* Saved entries
########################################

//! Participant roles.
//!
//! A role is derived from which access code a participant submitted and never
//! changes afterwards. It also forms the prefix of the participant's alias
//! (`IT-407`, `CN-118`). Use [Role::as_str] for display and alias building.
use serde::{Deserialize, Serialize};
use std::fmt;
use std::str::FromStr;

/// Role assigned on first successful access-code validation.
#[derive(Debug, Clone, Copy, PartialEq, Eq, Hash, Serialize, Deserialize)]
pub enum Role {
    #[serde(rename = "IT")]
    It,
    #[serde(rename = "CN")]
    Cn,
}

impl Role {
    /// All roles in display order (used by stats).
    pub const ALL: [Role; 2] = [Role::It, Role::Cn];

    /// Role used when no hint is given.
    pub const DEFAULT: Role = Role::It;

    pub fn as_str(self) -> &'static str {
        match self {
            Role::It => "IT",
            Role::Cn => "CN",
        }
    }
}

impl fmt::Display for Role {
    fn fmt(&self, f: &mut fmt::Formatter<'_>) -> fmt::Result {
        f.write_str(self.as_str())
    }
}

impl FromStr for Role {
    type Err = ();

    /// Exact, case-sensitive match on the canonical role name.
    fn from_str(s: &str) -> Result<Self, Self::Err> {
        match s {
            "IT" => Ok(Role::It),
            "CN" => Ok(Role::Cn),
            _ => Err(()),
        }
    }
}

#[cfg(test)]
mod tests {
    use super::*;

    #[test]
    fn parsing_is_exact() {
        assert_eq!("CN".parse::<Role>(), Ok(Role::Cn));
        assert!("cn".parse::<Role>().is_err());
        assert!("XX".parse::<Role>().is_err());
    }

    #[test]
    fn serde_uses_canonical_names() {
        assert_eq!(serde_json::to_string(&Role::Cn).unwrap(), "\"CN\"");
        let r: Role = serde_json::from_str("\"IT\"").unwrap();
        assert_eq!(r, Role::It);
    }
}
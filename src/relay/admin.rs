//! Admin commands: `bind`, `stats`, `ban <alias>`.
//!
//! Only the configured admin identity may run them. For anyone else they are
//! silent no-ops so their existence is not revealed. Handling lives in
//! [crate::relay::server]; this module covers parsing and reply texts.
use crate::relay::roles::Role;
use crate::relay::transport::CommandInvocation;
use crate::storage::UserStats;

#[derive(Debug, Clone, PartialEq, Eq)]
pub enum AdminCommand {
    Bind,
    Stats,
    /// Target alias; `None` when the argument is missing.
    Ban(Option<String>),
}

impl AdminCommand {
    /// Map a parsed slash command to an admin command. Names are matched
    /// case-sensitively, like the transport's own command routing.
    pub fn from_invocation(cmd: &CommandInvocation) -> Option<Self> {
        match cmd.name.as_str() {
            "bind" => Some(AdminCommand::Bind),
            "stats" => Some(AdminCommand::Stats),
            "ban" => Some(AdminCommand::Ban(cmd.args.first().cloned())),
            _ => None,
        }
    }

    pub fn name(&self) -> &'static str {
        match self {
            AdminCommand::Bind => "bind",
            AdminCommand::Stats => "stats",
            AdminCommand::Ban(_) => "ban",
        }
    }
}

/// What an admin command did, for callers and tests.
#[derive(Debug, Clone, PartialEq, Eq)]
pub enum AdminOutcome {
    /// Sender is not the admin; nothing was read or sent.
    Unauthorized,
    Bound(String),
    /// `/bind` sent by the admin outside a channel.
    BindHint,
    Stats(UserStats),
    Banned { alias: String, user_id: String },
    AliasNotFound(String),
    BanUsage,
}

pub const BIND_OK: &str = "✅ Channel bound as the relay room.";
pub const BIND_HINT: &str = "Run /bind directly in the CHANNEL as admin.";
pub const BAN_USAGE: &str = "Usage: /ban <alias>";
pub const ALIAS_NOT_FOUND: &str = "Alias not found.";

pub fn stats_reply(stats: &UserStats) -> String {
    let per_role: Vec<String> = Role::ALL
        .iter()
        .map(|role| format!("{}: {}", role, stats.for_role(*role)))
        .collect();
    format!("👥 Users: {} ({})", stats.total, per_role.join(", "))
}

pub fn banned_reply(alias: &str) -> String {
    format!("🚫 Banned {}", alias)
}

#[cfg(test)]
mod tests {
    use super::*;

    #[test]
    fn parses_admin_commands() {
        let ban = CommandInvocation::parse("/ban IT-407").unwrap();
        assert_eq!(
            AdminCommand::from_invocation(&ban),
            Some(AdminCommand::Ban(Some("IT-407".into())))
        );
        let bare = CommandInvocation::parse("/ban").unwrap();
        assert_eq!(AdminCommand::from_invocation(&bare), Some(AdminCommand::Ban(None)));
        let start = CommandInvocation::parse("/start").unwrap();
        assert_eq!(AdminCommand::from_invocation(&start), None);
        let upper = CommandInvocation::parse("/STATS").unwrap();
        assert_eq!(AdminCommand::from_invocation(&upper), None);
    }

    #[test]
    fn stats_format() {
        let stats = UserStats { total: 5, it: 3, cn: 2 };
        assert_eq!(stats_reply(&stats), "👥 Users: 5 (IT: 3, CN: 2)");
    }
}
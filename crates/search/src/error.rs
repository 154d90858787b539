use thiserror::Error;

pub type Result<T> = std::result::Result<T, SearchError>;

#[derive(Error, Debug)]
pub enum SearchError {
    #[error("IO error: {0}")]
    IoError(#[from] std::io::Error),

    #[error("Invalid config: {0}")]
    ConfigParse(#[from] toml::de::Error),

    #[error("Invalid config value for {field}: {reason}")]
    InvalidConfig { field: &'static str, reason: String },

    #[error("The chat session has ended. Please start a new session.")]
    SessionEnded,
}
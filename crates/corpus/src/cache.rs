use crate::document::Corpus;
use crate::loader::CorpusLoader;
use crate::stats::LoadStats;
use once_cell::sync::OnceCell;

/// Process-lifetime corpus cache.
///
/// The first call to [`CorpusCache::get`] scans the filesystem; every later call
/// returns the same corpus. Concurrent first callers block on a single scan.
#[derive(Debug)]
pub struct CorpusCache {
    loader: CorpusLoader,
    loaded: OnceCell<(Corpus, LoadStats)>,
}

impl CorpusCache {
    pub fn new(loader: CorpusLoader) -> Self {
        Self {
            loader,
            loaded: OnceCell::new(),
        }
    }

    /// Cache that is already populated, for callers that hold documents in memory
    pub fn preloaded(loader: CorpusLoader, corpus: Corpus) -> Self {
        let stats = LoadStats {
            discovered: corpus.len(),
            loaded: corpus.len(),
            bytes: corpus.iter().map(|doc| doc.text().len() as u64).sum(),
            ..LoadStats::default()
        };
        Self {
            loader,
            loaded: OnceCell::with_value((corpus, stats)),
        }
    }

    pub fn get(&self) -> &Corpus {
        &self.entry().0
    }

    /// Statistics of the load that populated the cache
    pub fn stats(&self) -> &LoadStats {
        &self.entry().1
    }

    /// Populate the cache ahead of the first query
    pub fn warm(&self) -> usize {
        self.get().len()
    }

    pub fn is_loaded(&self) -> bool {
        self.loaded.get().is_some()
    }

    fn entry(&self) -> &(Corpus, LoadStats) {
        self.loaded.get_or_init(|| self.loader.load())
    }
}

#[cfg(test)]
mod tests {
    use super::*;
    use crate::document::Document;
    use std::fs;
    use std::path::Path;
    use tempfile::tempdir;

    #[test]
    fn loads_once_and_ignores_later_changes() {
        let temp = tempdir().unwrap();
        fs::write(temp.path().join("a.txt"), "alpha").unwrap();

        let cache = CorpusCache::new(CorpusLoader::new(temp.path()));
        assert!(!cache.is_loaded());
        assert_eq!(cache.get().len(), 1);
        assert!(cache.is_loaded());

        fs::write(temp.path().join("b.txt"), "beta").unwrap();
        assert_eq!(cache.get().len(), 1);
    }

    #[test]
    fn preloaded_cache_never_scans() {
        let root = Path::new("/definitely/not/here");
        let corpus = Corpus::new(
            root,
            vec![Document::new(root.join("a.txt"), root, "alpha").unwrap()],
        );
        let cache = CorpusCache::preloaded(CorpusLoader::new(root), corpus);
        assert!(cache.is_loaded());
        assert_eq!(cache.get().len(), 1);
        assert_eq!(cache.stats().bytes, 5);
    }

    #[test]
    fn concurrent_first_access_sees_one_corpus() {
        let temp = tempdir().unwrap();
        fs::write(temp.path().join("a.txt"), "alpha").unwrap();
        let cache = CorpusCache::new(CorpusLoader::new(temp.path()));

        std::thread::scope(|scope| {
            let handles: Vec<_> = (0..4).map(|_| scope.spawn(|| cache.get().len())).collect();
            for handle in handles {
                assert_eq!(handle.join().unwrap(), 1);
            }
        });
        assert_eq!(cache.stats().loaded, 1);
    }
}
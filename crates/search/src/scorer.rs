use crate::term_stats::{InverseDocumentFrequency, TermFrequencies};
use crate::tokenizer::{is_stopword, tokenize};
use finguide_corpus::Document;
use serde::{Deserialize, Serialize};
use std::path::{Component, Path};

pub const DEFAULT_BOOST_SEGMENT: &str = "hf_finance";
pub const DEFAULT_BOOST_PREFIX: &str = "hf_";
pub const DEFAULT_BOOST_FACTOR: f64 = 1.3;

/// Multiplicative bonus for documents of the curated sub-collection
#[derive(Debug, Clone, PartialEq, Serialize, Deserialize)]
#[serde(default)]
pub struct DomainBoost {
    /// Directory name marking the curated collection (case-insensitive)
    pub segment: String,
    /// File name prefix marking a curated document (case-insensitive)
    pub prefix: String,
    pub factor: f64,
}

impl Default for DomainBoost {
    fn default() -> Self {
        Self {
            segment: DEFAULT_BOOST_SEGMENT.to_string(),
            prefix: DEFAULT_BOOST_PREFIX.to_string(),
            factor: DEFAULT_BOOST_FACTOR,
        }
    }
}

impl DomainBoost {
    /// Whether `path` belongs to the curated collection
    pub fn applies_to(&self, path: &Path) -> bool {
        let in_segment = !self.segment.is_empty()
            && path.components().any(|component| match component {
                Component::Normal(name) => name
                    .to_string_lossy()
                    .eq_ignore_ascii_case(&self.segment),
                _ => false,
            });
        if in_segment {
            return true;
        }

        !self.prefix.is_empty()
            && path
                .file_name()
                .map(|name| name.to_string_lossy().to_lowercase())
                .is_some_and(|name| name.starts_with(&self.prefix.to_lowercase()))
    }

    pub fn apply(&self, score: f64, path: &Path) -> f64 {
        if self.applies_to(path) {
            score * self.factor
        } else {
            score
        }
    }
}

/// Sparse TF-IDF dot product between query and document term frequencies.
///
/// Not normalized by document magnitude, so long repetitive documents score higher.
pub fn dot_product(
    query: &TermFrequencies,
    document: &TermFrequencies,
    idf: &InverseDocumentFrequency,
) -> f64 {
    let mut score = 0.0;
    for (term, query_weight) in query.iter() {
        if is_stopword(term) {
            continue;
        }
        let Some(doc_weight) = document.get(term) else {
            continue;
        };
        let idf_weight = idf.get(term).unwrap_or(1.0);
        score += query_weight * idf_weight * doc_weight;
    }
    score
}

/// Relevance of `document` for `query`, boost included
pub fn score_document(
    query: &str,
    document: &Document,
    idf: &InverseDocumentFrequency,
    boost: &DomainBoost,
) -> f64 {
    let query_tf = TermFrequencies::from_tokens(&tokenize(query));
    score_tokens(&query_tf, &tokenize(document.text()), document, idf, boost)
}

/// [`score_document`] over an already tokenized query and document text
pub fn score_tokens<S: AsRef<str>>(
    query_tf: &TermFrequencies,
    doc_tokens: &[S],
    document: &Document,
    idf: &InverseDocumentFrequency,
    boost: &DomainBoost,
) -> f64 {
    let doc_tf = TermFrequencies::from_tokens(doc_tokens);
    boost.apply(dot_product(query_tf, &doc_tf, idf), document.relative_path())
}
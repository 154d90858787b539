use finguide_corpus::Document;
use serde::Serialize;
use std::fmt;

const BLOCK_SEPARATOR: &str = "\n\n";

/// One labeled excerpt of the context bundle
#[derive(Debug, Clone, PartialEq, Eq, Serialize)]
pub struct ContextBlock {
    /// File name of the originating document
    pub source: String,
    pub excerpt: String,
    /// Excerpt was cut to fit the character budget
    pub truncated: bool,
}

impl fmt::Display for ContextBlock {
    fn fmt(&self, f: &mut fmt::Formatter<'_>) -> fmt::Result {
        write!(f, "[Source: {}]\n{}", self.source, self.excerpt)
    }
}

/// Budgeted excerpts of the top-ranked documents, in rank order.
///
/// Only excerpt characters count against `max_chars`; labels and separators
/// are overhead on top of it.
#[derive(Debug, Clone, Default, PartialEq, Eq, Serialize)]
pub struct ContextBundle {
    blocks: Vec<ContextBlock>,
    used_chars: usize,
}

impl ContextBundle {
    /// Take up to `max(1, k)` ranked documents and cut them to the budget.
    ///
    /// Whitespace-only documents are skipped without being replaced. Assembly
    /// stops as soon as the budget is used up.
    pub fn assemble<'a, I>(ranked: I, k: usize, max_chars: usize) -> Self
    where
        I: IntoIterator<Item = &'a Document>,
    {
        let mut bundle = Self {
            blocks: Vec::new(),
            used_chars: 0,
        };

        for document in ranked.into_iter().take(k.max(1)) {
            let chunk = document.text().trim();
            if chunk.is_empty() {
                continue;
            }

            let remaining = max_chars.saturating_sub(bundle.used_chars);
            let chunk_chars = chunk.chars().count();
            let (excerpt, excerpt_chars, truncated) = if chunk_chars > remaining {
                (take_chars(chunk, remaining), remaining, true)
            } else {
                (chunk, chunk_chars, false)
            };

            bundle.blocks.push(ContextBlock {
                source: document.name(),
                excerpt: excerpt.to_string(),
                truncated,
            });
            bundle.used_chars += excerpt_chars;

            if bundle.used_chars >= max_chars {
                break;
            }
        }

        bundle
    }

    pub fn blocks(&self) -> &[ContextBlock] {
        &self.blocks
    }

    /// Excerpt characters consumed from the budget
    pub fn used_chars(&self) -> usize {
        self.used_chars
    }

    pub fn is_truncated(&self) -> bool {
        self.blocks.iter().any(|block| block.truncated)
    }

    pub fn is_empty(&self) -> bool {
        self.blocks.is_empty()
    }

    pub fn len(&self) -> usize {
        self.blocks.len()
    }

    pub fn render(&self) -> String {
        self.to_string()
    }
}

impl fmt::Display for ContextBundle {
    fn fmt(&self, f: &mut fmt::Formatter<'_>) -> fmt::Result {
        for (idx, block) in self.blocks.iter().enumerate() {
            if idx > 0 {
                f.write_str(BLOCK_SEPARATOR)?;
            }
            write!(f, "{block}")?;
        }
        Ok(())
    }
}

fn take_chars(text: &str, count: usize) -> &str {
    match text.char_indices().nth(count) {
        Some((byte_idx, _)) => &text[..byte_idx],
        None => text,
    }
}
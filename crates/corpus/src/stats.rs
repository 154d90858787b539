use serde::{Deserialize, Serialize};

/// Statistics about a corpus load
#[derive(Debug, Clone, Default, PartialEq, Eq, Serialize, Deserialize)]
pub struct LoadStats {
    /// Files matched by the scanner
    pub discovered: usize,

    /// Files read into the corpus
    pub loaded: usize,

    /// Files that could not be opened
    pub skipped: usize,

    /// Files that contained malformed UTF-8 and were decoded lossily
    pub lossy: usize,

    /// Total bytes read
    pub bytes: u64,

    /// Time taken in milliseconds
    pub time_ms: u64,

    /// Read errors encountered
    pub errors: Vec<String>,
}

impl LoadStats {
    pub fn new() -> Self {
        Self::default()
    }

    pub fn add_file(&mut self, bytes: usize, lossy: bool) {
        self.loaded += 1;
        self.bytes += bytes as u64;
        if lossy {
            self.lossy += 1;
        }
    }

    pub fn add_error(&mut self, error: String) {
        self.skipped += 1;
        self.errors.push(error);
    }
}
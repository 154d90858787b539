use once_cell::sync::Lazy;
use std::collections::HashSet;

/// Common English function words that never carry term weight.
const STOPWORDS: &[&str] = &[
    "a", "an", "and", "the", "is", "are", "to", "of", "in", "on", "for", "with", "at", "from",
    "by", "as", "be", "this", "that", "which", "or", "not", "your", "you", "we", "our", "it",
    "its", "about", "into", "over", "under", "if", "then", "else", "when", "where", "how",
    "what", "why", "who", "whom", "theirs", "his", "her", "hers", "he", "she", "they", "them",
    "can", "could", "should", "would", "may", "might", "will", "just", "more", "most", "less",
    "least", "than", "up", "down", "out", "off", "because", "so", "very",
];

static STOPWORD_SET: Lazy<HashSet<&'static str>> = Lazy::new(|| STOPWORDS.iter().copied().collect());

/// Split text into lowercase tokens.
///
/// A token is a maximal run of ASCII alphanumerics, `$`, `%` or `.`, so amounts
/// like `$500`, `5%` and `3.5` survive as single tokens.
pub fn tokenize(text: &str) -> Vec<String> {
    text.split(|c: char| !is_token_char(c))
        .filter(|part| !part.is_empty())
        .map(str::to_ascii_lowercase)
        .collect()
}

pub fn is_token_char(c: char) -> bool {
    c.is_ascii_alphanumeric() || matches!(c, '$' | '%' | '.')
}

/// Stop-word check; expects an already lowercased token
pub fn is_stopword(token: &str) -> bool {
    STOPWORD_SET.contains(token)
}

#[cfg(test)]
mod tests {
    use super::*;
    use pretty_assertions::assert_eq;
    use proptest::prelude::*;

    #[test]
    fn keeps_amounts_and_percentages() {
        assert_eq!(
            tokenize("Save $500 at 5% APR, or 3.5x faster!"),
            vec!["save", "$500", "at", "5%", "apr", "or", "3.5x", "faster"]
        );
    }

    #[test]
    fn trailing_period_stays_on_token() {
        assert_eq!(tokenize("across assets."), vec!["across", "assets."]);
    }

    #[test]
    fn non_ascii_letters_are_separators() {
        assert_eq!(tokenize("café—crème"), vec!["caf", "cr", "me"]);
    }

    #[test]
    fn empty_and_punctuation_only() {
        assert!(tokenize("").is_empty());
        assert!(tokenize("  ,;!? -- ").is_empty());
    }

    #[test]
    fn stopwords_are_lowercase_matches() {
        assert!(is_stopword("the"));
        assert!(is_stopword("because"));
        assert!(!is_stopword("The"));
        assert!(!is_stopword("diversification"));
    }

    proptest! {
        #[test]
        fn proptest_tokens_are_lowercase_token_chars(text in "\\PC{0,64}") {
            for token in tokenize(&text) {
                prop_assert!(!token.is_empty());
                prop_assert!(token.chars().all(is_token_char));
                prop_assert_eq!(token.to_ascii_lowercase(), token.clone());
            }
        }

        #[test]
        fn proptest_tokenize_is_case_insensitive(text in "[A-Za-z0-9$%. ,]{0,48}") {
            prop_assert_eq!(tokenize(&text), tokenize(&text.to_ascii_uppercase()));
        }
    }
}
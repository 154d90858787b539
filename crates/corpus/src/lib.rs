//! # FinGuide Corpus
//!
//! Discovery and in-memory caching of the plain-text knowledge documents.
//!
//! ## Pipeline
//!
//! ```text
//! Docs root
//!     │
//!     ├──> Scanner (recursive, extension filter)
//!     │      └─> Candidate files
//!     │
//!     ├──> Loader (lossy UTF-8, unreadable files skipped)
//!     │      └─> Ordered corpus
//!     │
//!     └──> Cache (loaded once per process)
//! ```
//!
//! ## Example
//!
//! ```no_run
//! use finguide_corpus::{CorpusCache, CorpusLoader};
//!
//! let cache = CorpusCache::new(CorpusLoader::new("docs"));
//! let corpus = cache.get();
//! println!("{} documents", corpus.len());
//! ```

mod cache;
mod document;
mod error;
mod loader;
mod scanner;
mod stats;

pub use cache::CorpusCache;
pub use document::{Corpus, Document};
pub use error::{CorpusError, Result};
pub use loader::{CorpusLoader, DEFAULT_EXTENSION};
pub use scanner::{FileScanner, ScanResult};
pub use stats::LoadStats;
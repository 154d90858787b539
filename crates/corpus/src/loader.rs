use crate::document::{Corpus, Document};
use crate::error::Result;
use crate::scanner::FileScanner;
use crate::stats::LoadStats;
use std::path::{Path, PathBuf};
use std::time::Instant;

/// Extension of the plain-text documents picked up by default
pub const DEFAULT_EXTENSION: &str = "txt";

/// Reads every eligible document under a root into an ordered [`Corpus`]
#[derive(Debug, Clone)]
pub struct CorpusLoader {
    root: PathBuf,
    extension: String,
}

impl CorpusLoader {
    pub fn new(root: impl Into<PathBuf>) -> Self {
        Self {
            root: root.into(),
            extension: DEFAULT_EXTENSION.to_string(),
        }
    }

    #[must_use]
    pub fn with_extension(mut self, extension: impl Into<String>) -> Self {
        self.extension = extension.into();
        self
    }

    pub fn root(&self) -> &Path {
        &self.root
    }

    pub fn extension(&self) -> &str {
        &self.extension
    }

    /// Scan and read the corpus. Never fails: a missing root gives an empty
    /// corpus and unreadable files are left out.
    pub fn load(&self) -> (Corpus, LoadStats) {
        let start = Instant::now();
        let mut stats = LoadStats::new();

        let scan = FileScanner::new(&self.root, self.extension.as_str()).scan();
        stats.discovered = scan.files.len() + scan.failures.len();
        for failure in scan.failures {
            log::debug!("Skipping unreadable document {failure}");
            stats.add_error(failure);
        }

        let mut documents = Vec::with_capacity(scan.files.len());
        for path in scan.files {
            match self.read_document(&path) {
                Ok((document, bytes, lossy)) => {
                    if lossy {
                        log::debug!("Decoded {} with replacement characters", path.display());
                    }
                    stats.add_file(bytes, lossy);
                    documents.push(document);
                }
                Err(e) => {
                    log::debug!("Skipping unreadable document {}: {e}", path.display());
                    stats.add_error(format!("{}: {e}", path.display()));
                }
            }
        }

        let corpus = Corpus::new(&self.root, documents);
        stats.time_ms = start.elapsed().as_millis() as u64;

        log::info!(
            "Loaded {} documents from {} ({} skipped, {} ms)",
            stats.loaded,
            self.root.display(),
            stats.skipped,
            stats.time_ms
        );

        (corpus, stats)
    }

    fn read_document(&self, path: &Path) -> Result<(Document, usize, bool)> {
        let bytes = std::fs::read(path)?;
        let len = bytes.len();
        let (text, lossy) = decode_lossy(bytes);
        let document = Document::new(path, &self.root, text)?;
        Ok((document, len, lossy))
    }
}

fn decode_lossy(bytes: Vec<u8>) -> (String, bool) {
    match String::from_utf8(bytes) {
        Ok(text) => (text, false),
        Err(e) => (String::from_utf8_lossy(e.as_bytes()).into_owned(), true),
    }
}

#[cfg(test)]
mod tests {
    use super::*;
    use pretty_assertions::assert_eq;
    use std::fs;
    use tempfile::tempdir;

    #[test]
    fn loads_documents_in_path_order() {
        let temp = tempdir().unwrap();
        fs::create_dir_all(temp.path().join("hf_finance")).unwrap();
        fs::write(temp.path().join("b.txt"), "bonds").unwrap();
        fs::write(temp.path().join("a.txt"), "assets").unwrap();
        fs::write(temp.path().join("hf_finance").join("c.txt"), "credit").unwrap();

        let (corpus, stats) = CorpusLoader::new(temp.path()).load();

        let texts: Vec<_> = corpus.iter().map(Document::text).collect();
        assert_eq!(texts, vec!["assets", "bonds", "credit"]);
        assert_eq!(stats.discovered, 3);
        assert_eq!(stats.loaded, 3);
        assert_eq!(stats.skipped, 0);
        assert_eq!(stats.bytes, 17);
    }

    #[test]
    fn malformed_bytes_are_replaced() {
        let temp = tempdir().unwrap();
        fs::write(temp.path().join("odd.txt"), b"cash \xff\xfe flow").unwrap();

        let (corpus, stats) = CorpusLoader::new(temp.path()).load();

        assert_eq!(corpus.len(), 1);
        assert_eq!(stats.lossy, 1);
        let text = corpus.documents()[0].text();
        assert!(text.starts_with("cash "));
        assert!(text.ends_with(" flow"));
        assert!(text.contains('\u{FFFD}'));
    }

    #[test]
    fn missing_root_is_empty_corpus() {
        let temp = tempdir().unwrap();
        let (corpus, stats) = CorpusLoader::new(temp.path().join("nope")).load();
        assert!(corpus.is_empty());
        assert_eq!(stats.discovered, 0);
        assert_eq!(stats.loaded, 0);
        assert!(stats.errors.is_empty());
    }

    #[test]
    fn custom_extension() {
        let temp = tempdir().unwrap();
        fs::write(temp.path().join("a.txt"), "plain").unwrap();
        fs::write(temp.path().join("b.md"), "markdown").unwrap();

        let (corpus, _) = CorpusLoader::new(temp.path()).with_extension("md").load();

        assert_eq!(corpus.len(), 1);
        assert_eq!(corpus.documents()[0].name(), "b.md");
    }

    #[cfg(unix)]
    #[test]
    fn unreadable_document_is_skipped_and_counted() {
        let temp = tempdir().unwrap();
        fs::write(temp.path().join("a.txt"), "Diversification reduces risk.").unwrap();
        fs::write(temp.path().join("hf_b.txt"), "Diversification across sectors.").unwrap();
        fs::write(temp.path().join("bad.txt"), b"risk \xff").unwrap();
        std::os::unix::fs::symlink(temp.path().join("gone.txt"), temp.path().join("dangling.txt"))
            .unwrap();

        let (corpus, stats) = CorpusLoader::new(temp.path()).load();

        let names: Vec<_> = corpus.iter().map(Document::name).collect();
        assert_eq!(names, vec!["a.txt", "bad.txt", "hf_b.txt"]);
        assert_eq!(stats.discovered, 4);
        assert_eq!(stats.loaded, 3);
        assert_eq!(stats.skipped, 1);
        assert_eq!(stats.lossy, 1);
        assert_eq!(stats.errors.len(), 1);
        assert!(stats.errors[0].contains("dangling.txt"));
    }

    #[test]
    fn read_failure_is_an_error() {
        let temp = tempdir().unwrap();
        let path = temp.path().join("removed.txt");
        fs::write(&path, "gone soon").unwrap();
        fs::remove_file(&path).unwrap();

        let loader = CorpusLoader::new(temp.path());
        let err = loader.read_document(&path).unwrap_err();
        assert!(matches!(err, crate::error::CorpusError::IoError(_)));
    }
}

########################################

* What you have to do
Scan the data above and state how many of its lines contain the string "bare", with no other content.

* Answer for this exercise
2